Stanisław Mieczysław Dębicki (14 December 1866 – 12 August 1924) was a Polish painter and illustrator.

==Life==
He was born in Lubaczów. From 1881 to 1884, he studied with Christian Griepenkerl at the Academy of Fine Arts, Vienna, then with Władysław Łuszczkiewicz at the Kraków Academy of Fine Arts. Next, he attended the Academy of Fine Arts, Munich from 1890-1891 and, finally, the Académie Colarossi in Paris.
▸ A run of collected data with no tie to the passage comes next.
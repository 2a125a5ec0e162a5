use std::collections::HashSet;
use std::fs;
use std::path::{Path, PathBuf};
use std::sync::{Arc, Mutex};
use std::time::Duration;

use drivesync_core::{store, FileSystem, RemoteChangePackage, RemoteFileMetadata, RemoteId};
use drivesync_sync::{
    read_fs, shared, ChangesApplier, ChangesWatcher, FolderBackend, LocalChangesWatcher,
    LocalEvent, MemoryBackend, RemoteBackend, RemoteChangesWatcher, RemoteError, SharedFileSystem,
};
use tempfile::TempDir;

fn init_logging() {
    let _ = env_logger::builder().is_test(true).try_init();
}

struct Harness {
    _tmp: TempDir,
    root: PathBuf,
    fs: SharedFileSystem,
    local: Arc<LocalChangesWatcher>,
    remote: Arc<RemoteChangesWatcher>,
    applier: ChangesApplier,
}

fn harness(backend: Arc<dyn RemoteBackend>) -> Harness {
    init_logging();
    let tmp = TempDir::new().expect("tempdir");
    let root = tmp.path().join("root");
    fs::create_dir_all(&root).expect("create root");
    let fs = shared(FileSystem::new());
    let local = Arc::new(LocalChangesWatcher::new(
        &root,
        fs.clone(),
        Duration::from_secs(5),
    ));
    let remote = Arc::new(RemoteChangesWatcher::new(
        backend.clone(),
        fs.clone(),
        Duration::from_secs(30),
    ));
    remote.start().expect("start remote watcher");
    let applier = ChangesApplier::new(local.clone(), remote.clone(), backend, fs.clone());
    Harness {
        _tmp: tmp,
        root,
        fs,
        local,
        remote,
        applier,
    }
}

fn write(path: &Path, contents: &[u8]) {
    if let Some(parent) = path.parent() {
        fs::create_dir_all(parent).expect("create parent");
    }
    fs::write(path, contents).expect("write file");
}

#[test]
fn uploaded_file_is_not_downloaded_back() {
    let backend = Arc::new(MemoryBackend::new());
    let h = harness(backend.clone());

    write(&h.root.join("a/b.txt"), b"hello");
    h.local
        .observe(LocalEvent::created(h.root.join("a")))
        .expect("observe dir");
    h.local
        .observe(LocalEvent::created(h.root.join("a/b.txt")))
        .expect("observe file");

    let first = h.applier.merge().expect("merge runs");
    assert_eq!(first.uploaded, 2);
    let r1 = backend.lookup("a/b.txt").expect("uploaded").id;

    // The next poll sees our own upload in the delta and must filter it.
    assert_eq!(h.remote.poll().expect("poll"), 0);
    assert!(!h.remote.pending().contains(&r1));

    let second = h.applier.merge().expect("merge runs");
    assert_eq!(second.downloaded, 0);
    assert_eq!(second.uploaded, 0);
    assert_eq!(backend.upload_count(), 1);
}

#[test]
fn third_party_edit_inside_echo_window_still_arrives() {
    let backend = Arc::new(MemoryBackend::new());
    let h = harness(backend.clone());

    write(&h.root.join("notes.txt"), b"mine");
    h.local.seed([h.root.join("notes.txt")]);
    h.applier.merge().expect("merge runs");
    let id = backend.lookup("notes.txt").expect("uploaded").id;

    backend
        .put_file(&RemoteId::root(), "notes.txt", b"theirs")
        .expect("remote edit");
    assert_eq!(h.remote.poll().expect("poll"), 1);

    let summary = h.applier.merge().expect("merge runs");
    assert_eq!(summary.downloaded, 1);
    assert_eq!(fs::read(h.root.join("notes.txt")).expect("read"), b"theirs");
    assert_eq!(
        read_fs(&h.fs).get(&id).and_then(|e| e.checksum.clone()),
        backend.lookup("notes.txt").and_then(|m| m.checksum)
    );
}

#[test]
fn local_edit_inside_echo_window_is_uploaded() {
    let backend = Arc::new(MemoryBackend::new());
    let h = harness(backend.clone());

    backend
        .put_file(&RemoteId::root(), "a.txt", b"remote")
        .expect("remote file");
    assert_eq!(h.remote.poll().expect("poll"), 1);
    assert_eq!(h.applier.merge().expect("merge runs").downloaded, 1);

    // The download's own notification is still an echo.
    let path = h.root.join("a.txt");
    assert_eq!(h.local.observe(LocalEvent::modified(&path)).expect("observe"), 0);

    // Seconds later, well inside the window, the user edits the file.
    write(&path, b"user edit");
    assert_eq!(h.local.observe(LocalEvent::modified(&path)).expect("observe"), 1);

    let summary = h.applier.merge().expect("merge runs");
    assert_eq!(summary.uploaded, 1);
    let staged = h.root.with_file_name("check.out");
    let id = backend.lookup("a.txt").expect("remote file").id;
    backend.download(&id, &staged).expect("download");
    assert_eq!(fs::read(&staged).expect("read"), b"user edit");
}

#[test]
fn restart_replays_unapplied_remote_changes() {
    let home = TempDir::new().expect("home");
    let backend = Arc::new(MemoryBackend::new());
    backend
        .put_file(&RemoteId::root(), "old.txt", b"x")
        .expect("history");
    let h = harness(backend.clone());
    assert_eq!(h.remote.committed_revision(), 1);

    backend
        .put_file(&RemoteId::root(), "new.txt", b"y")
        .expect("remote file");
    assert_eq!(h.remote.poll().expect("poll"), 1);
    assert_eq!(h.remote.committed_revision(), 1);
    store::save_checkpoint_at(home.path(), &read_fs(&h.fs), h.remote.committed_revision())
        .expect("save");

    // A process that stops here never applied new.txt.
    let reloaded = shared(store::load_at(home.path()).expect("load"));
    let restarted =
        RemoteChangesWatcher::new(backend.clone(), reloaded, Duration::from_secs(30));
    assert_eq!(restarted.start().expect("start"), 1);
    assert_eq!(restarted.poll().expect("poll"), 1);

    // Once applied, the committed cursor catches up.
    let summary = h.applier.merge().expect("merge runs");
    assert_eq!(summary.downloaded, 1);
    assert_eq!(h.remote.committed_revision(), 2);
}

#[test]
fn child_waits_for_parent_directory() {
    let backend = Arc::new(MemoryBackend::new());
    let h = harness(backend.clone());

    write(&h.root.join("docs/report.txt"), b"draft");
    let dir = h.root.join("docs");
    let file = h.root.join("docs/report.txt");
    h.local.seed([dir.clone(), file.clone()]);

    // The directory's lookup fails, so its child cannot be placed either.
    backend.fail_next(1);
    let first = h.applier.merge().expect("merge runs");
    assert_eq!(first.uploaded, 0);
    assert_eq!(first.local_pending, 2);
    assert!(h.local.pending().contains(&dir));
    assert!(h.local.pending().contains(&file));

    let second = h.applier.merge().expect("merge runs");
    assert_eq!(second.uploaded, 2);
    assert_eq!(second.local_pending, 0);
    let remote_dir = backend.lookup("docs").expect("dir uploaded");
    let remote_file = backend.lookup("docs/report.txt").expect("file uploaded");
    assert_eq!(remote_file.parent, Some(remote_dir.id));
}

#[test]
fn remote_changes_reach_local_tree_in_order() {
    let backend = Arc::new(MemoryBackend::new());
    let h = harness(backend.clone());

    let photos = backend
        .put_directory(&RemoteId::root(), "photos")
        .expect("dir");
    let year = backend.put_directory(&photos.id, "2024").expect("dir");
    backend.put_file(&year.id, "cat.jpg", b"meow").expect("file");
    h.remote.poll().expect("poll");

    let summary = h.applier.merge().expect("merge runs");
    assert_eq!(summary.downloaded, 3);
    assert_eq!(
        fs::read(h.root.join("photos/2024/cat.jpg")).expect("read"),
        b"meow"
    );

    // Notifications for our own writes come back from the OS afterwards.
    for path in ["photos", "photos/2024", "photos/2024/cat.jpg"] {
        h.local
            .observe(LocalEvent::created(h.root.join(path)))
            .expect("observe");
    }
    assert!(h.local.pending().is_empty());
}

#[test]
fn cursor_is_monotonic_and_follows_backend() {
    let backend = Arc::new(MemoryBackend::new());
    let h = harness(backend.clone());

    let mut last = h.remote.revision();
    for round in 0..5 {
        backend
            .put_file(&RemoteId::root(), &format!("f{round}.txt"), b"x")
            .expect("file");
        h.remote.poll().expect("poll");
        let now = h.remote.revision();
        assert!(now >= last);
        assert_eq!(now, backend.revision());
        last = now;
    }

    backend.fail_next(1);
    backend
        .put_file(&RemoteId::root(), "late.txt", b"x")
        .expect("file");
    assert!(h.remote.poll().is_err());
    assert_eq!(h.remote.revision(), last);
}

#[test]
fn repoll_without_remote_mutation_is_empty() {
    let backend = Arc::new(MemoryBackend::new());
    let h = harness(backend.clone());
    backend
        .put_file(&RemoteId::root(), "a.txt", b"x")
        .expect("file");

    assert_eq!(h.remote.poll().expect("poll"), 1);
    let revision = h.remote.revision();
    assert_eq!(h.remote.poll().expect("poll"), 0);
    assert_eq!(h.remote.revision(), revision);
}

/// Delegates to a [`MemoryBackend`] and records the cursor of every poll.
struct RecordingBackend {
    inner: MemoryBackend,
    polled: Mutex<Vec<u64>>,
}

impl RemoteBackend for RecordingBackend {
    fn current_revision(&self) -> Result<u64, RemoteError> {
        self.inner.current_revision()
    }
    fn poll_changes(&self, since: u64) -> Result<RemoteChangePackage, RemoteError> {
        self.polled.lock().expect("lock").push(since);
        self.inner.poll_changes(since)
    }
    fn upload(&self, parent: &RemoteId, local: &Path) -> Result<RemoteFileMetadata, RemoteError> {
        self.inner.upload(parent, local)
    }
    fn update(&self, id: &RemoteId, local: &Path) -> Result<RemoteFileMetadata, RemoteError> {
        self.inner.update(id, local)
    }
    fn download(&self, id: &RemoteId, destination: &Path) -> Result<(), RemoteError> {
        self.inner.download(id, destination)
    }
    fn delete(&self, id: &RemoteId) -> Result<(), RemoteError> {
        self.inner.delete(id)
    }
    fn create_directory(
        &self,
        parent: &RemoteId,
        name: &str,
    ) -> Result<RemoteFileMetadata, RemoteError> {
        self.inner.create_directory(parent, name)
    }
    fn move_to(
        &self,
        id: &RemoteId,
        new_parent: &RemoteId,
        new_name: &str,
    ) -> Result<RemoteFileMetadata, RemoteError> {
        self.inner.move_to(id, new_parent, new_name)
    }
    fn list_children(&self, parent: &RemoteId) -> Result<Vec<RemoteFileMetadata>, RemoteError> {
        self.inner.list_children(parent)
    }
    fn find_child(
        &self,
        parent: &RemoteId,
        name_or_id: &str,
    ) -> Result<Option<RemoteFileMetadata>, RemoteError> {
        self.inner.find_child(parent, name_or_id)
    }
}

#[test]
fn first_start_jumps_to_current_revision() {
    init_logging();
    let inner = MemoryBackend::new();
    for round in 0..42 {
        inner
            .put_file(&RemoteId::root(), "history.txt", format!("v{round}").as_bytes())
            .expect("history");
    }
    let backend = Arc::new(RecordingBackend {
        inner,
        polled: Mutex::new(Vec::new()),
    });
    let fs = shared(FileSystem::new());
    let watcher = RemoteChangesWatcher::new(backend.clone(), fs.clone(), Duration::from_secs(30));

    assert_eq!(watcher.start().expect("start"), 42);
    assert_eq!(read_fs(&fs).revision(), 42);
    assert_eq!(watcher.poll().expect("poll"), 0);
    assert_eq!(*backend.polled.lock().expect("lock"), vec![42]);
}

#[test]
fn restart_resumes_from_persisted_cursor() {
    init_logging();
    let backend = Arc::new(MemoryBackend::new());
    for name in ["a.txt", "b.txt", "c.txt"] {
        backend
            .put_file(&RemoteId::root(), name, b"x")
            .expect("file");
    }
    let mut model = FileSystem::new();
    model.update_revision(1);
    let watcher = RemoteChangesWatcher::new(backend, shared(model), Duration::from_secs(30));

    assert_eq!(watcher.start().expect("start"), 1);
    assert_eq!(watcher.poll().expect("poll"), 2);
}

#[test]
fn folder_remote_syncs_between_two_roots() {
    init_logging();
    let share = TempDir::new().expect("share");
    let alice_backend: Arc<dyn RemoteBackend> =
        Arc::new(FolderBackend::open(share.path()).expect("open share"));
    let bob_backend: Arc<dyn RemoteBackend> =
        Arc::new(FolderBackend::open(share.path()).expect("open share"));
    let alice = harness(alice_backend);
    let bob = harness(bob_backend);

    write(&alice.root.join("shared/plan.md"), b"# plan");
    alice.local.seed([alice.root.join("shared")]);
    let pushed = alice.applier.merge().expect("merge runs");
    assert_eq!(pushed.uploaded, 2);

    bob.remote.poll().expect("poll");
    let pulled = bob.applier.merge().expect("merge runs");
    assert_eq!(pulled.downloaded, 2);
    assert_eq!(
        fs::read(bob.root.join("shared/plan.md")).expect("read"),
        b"# plan"
    );

    let ids: HashSet<RemoteId> = read_fs(&alice.fs).entries().map(|e| e.id.clone()).collect();
    let bob_ids: HashSet<RemoteId> = read_fs(&bob.fs).entries().map(|e| e.id.clone()).collect();
    assert_eq!(ids, bob_ids);
}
In 1897, he was a member of the Vienna Secession.

His first job was teaching at the Ceramics Industry School (Szkole Przemysłu Ceramicznego) in Kołomyja, then he took a position at a private drawing school operated by Marceli Harasimowicz in Lwów. In 1909, he returned to Kraków to become an assistant at the Art Academy. He was promoted to Professor upon the death of Stanisław Wyspiański.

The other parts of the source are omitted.